# PROVIDED DATA
..............................

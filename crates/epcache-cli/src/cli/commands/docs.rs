//! `epcache completions <shell>` and `epcache man`.

use anyhow::Result;
use clap::CommandFactory;
use clap_complete::Shell;

use crate::cli::Cli;

pub fn run_completions(shell: Shell) -> Result<()> {
    let mut cmd = Cli::command();
    clap_complete::generate(shell, &mut cmd, "epcache", &mut std::io::stdout());
    Ok(())
}

pub fn run_man() -> Result<()> {
    let man = clap_mangen::Man::new(Cli::command());
    man.render(&mut std::io::stdout())?;
    Ok(())
}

..............................

Each line above is to be restated exactly as it stands.

# PROBLEM SOLUTION
filename crates/epcache-cli/src/cli/commands/docs.rs
//! `epcache completions <shell>` and `epcache man`.

use anyhow::Result;
use clap::CommandFactory;
use clap_complete::Shell;

use crate::cli::Cli;

pub fn run_completions(shell: Shell) -> Result<()> {
    let mut cmd = Cli::command();
    clap_complete::generate(shell, &mut cmd, "epcache", &mut std::io::stdout());
    Ok(())
}

pub fn run_man() -> Result<()> {
    let man = clap_mangen::Man::new(Cli::command());
    man.render(&mut std::io::stdout())?;
    Ok(())
}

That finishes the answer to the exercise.